Task to complete: Starting at the first line of the data below, repeat each line word for word up to and including the line with "first match wins".

Data records:

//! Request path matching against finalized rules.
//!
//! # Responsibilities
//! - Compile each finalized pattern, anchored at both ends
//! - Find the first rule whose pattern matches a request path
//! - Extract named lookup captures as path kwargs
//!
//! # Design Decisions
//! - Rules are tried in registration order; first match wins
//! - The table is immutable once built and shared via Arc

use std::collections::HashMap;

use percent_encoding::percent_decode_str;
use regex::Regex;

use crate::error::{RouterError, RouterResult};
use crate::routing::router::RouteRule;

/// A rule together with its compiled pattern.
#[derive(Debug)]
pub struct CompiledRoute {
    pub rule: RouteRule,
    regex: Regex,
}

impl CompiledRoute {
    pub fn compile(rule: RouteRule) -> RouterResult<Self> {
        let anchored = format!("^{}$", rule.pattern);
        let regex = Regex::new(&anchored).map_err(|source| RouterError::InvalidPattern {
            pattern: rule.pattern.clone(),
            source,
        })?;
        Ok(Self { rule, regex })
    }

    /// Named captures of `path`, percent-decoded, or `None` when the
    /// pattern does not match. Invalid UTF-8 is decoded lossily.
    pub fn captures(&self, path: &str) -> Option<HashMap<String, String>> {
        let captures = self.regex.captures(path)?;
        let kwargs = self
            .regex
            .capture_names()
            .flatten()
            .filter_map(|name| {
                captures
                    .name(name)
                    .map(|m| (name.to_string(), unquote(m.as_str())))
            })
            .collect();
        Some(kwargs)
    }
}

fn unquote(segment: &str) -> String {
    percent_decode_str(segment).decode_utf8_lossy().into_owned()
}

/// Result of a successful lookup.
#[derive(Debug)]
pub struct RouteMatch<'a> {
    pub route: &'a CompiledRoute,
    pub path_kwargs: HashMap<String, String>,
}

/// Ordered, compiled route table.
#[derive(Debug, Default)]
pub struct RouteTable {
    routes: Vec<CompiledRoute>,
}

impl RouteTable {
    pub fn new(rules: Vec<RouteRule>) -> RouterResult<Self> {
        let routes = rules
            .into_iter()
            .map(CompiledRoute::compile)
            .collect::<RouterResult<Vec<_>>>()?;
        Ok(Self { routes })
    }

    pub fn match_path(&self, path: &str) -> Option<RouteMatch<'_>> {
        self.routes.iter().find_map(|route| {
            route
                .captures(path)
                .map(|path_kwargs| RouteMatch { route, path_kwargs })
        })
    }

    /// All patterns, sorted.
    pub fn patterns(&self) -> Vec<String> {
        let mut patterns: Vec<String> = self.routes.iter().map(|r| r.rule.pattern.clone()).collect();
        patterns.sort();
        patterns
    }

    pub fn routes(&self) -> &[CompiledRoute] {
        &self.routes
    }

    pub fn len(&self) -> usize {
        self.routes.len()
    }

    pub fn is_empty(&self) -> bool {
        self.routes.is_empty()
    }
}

Task result:
//! Request path matching against finalized rules.
//!
//! # Responsibilities
//! - Compile each finalized pattern, anchored at both ends
//! - Find the first rule whose pattern matches a request path
//! - Extract named lookup captures as path kwargs
//!
//! # Design Decisions
//! - Rules are tried in registration order; first match wins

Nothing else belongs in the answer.